- DATA TO USE:
===============
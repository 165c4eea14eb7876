//! Distance-weighted worker assignment
//!
//! Every candidate supply point carries an expected worker count derived
//! from its distance to the zone hub. A worker is bound to the point with
//! the largest unmet demand and stays there until the point disappears.

use std::collections::BTreeMap;

use serde::{Deserialize, Serialize};

use crate::world::{PointId, WorkerId};

/// Constants of the expected-count curve for one family of supply points.
#[derive(Debug, Clone, Copy, PartialEq, Serialize, Deserialize)]
pub struct AssignmentProfile {
    pub base: f64,
    pub distance_factor: f64,
    pub min: u32,
    pub max: u32,
}

impl AssignmentProfile {
    /// Resource node gathering
    pub fn gathering() -> Self {
        Self {
            base: 2.0,
            distance_factor: 1.5,
            min: 1,
            max: 6,
        }
    }

    /// Field buffer hauling
    pub fn field_storage() -> Self {
        Self {
            base: 1.0,
            distance_factor: 1.0,
            min: 1,
            max: 3,
        }
    }

    /// Relay hauling
    pub fn relay() -> Self {
        Self {
            base: 1.0,
            distance_factor: 0.5,
            min: 1,
            max: 2,
        }
    }

    /// `round(base + distance / 10 * factor)` clamped to `[min, max]`.
    pub fn expected_workers(&self, distance: u32) -> u32 {
        let raw = (self.base + distance as f64 / 10.0 * self.distance_factor).round();
        let upper = self.max.max(self.min);
        (raw.max(0.0) as u32).clamp(self.min, upper)
    }
}

/// A point a worker can be bound to, with its distance to the zone hub.
#[derive(Debug, Clone, Copy, PartialEq, Eq, Serialize, Deserialize)]
pub struct SupplyPoint {
    pub id: PointId,
    pub distance: u32,
}

#[derive(Debug, Clone, Copy, PartialEq, Eq, Serialize, Deserialize)]
pub struct SupplyStat {
    pub id: PointId,
    pub distance: u32,
    pub expected: u32,
    pub current: u32,
    pub deficit: i64,
}

fn bound_to(bindings: &BTreeMap<WorkerId, PointId>, point: PointId) -> u32 {
    bindings.values().filter(|bound| **bound == point).count() as u32
}

/// Expected, current and deficit for every candidate, in input order.
pub fn supply_stats(
    candidates: &[SupplyPoint],
    bindings: &BTreeMap<WorkerId, PointId>,
    profile: &AssignmentProfile,
) -> Vec<SupplyStat> {
    candidates
        .iter()
        .map(|point| {
            let expected = profile.expected_workers(point.distance);
            let current = bound_to(bindings, point.id);
            SupplyStat {
                id: point.id,
                distance: point.distance,
                expected,
                current,
                deficit: expected as i64 - current as i64,
            }
        })
        .collect()
}

/// Picks the candidate with the greatest deficit. Equal deficits go to the
/// point closer to the hub, then to the earlier candidate.
pub fn assign_optimal(
    candidates: &[SupplyPoint],
    bindings: &BTreeMap<WorkerId, PointId>,
    profile: &AssignmentProfile,
) -> Option<PointId> {
    let mut best: Option<SupplyStat> = None;
    for stat in supply_stats(candidates, bindings, profile) {
        let better = match &best {
            None => true,
            Some(current) => {
                stat.deficit > current.deficit
                    || (stat.deficit == current.deficit && stat.distance < current.distance)
            }
        };
        if better {
            best = Some(stat);
        }
    }
    best.map(|stat| stat.id)
}

#[derive(Debug, Clone, Copy, PartialEq, Eq)]
pub enum BindingOutcome {
    /// The existing binding still references a point that exists.
    Kept(PointId),
    Assigned(PointId),
    /// The previous point vanished and a new one was chosen.
    Reassigned { from: PointId, to: PointId },
    /// No candidate exists; the worker stays idle.
    Idle,
}

impl BindingOutcome {
    pub fn point(self) -> Option<PointId> {
        match self {
            BindingOutcome::Kept(point) | BindingOutcome::Assigned(point) => Some(point),
            BindingOutcome::Reassigned { to, .. } => Some(to),
            BindingOutcome::Idle => None,
        }
    }

    pub fn changed(self) -> bool {
        matches!(
            self,
            BindingOutcome::Assigned(_) | BindingOutcome::Reassigned { .. }
        )
    }
}

/// Keeps a binding whose point still `exists`, otherwise runs assignment.
/// A binding survives even when its point left the candidate list. The
/// worker's own stale entry is ignored when counting live bindings.
pub fn resolve_binding(
    worker: WorkerId,
    current: Option<PointId>,
    exists: impl Fn(PointId) -> bool,
    candidates: &[SupplyPoint],
    bindings: &BTreeMap<WorkerId, PointId>,
    profile: &AssignmentProfile,
) -> BindingOutcome {
    if let Some(point) = current.filter(|point| exists(*point)) {
        return BindingOutcome::Kept(point);
    }

    let others: BTreeMap<WorkerId, PointId> = bindings
        .iter()
        .filter(|(id, _)| **id != worker)
        .map(|(id, point)| (*id, *point))
        .collect();

    match (current, assign_optimal(candidates, &others, profile)) {
        (_, None) => BindingOutcome::Idle,
        (None, Some(to)) => BindingOutcome::Assigned(to),
        (Some(from), Some(to)) => BindingOutcome::Reassigned { from, to },
    }
}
===============
- TASK OBJECTIVE:
The material above must be output in full. Keep every word as it is.

- REPLY TO THE TASK:
repository 165c4eea14eb7876
//! Distance-weighted worker assignment
//!
//! Every candidate supply point carries an expected worker count derived
//! from its distance to the zone hub. A worker is bound to the point with
//! the largest unmet demand and stays there until the point disappears.

use std::collections::BTreeMap;

use serde::{Deserialize, Serialize};

use crate::world::{PointId, WorkerId};

/// Constants of the expected-count curve for one family of supply points.
#[derive(Debug, Clone, Copy, PartialEq, Serialize, Deserialize)]
pub struct AssignmentProfile {
    pub base: f64,
    pub distance_factor: f64,
    pub min: u32,
    pub max: u32,
}

impl AssignmentProfile {
    /// Resource node gathering
    pub fn gathering() -> Self {
        Self {
            base: 2.0,
            distance_factor: 1.5,
            min: 1,
            max: 6,
        }
    }

    /// Field buffer hauling
    pub fn field_storage() -> Self {
        Self {
            base: 1.0,
            distance_factor: 1.0,
            min: 1,
            max: 3,
        }
    }

    /// Relay hauling
    pub fn relay() -> Self {
        Self {
            base: 1.0,
            distance_factor: 0.5,
            min: 1,
            max: 2,
        }
    }

    /// `round(base + distance / 10 * factor)` clamped to `[min, max]`.
    pub fn expected_workers(&self, distance: u32) -> u32 {
        let raw = (self.base + distance as f64 / 10.0 * self.distance_factor).round();
        let upper = self.max.max(self.min);
        (raw.max(0.0) as u32).clamp(self.min, upper)
    }
}

/// A point a worker can be bound to, with its distance to the zone hub.
#[derive(Debug, Clone, Copy, PartialEq, Eq, Serialize, Deserialize)]
pub struct SupplyPoint {
    pub id: PointId,
    pub distance: u32,
}

#[derive(Debug, Clone, Copy, PartialEq, Eq, Serialize, Deserialize)]
pub struct SupplyStat {
    pub id: PointId,
    pub distance: u32,
    pub expected: u32,
    pub current: u32,
    pub deficit: i64,
}

fn bound_to(bindings: &BTreeMap<WorkerId, PointId>, point: PointId) -> u32 {
    bindings.values().filter(|bound| **bound == point).count() as u32
}

/// Expected, current and deficit for every candidate, in input order.
pub fn supply_stats(
    candidates: &[SupplyPoint],
    bindings: &BTreeMap<WorkerId, PointId>,
    profile: &AssignmentProfile,
) -> Vec<SupplyStat> {
    candidates
        .iter()
        .map(|point| {
            let expected = profile.expected_workers(point.distance);
            let current = bound_to(bindings, point.id);
            SupplyStat {
                id: point.id,
                distance: point.distance,
                expected,
                current,
                deficit: expected as i64 - current as i64,
            }
        })
        .collect()
}

/// Picks the candidate with the greatest deficit. Equal deficits go to the
/// point closer to the hub, then to the earlier candidate.
pub fn assign_optimal(
    candidates: &[SupplyPoint],
    bindings: &BTreeMap<WorkerId, PointId>,
    profile: &AssignmentProfile,
) -> Option<PointId> {
    let mut best: Option<SupplyStat> = None;
    for stat in supply_stats(candidates, bindings, profile) {
        let better = match &best {
            None => true,
            Some(current) => {
                stat.deficit > current.deficit
                    || (stat.deficit == current.deficit && stat.distance < current.distance)
            }
        };
        if better {
            best = Some(stat);
        }
    }
    best.map(|stat| stat.id)
}

#[derive(Debug, Clone, Copy, PartialEq, Eq)]
pub enum BindingOutcome {
    /// The existing binding still references a point that exists.
    Kept(PointId),
    Assigned(PointId),
    /// The previous point vanished and a new one was chosen.
    Reassigned { from: PointId, to: PointId },
    /// No candidate exists; the worker stays idle.
    Idle,
}

impl BindingOutcome {
    pub fn point(self) -> Option<PointId> {
        match self {
            BindingOutcome::Kept(point) | BindingOutcome::Assigned(point) => Some(point),
            BindingOutcome::Reassigned { to, .. } => Some(to),
            BindingOutcome::Idle => None,
        }
    }

    pub fn changed(self) -> bool {
        matches!(
            self,
            BindingOutcome::Assigned(_) | BindingOutcome::Reassigned { .. }
        )
    }
}

/// Keeps a binding whose point still `exists`, otherwise runs assignment.
/// A binding survives even when its point left the candidate list. The
/// worker's own stale entry is ignored when counting live bindings.
pub fn resolve_binding(
    worker: WorkerId,
    current: Option<PointId>,
    exists: impl Fn(PointId) -> bool,
    candidates: &[SupplyPoint],
    bindings: &BTreeMap<WorkerId, PointId>,
    profile: &AssignmentProfile,
) -> BindingOutcome {
    if let Some(point) = current.filter(|point| exists(*point)) {
        return BindingOutcome::Kept(point);
    }

    let others: BTreeMap<WorkerId, PointId> = bindings
        .iter()
        .filter(|(id, _)| **id != worker)
        .map(|(id, point)| (*id, *point))
        .collect();

    match (current, assign_optimal(candidates, &others, profile)) {
        (_, None) => BindingOutcome::Idle,
        (None, Some(to)) => BindingOutcome::Assigned(to),
        (Some(from), Some(to)) => BindingOutcome::Reassigned { from, to },
    }
}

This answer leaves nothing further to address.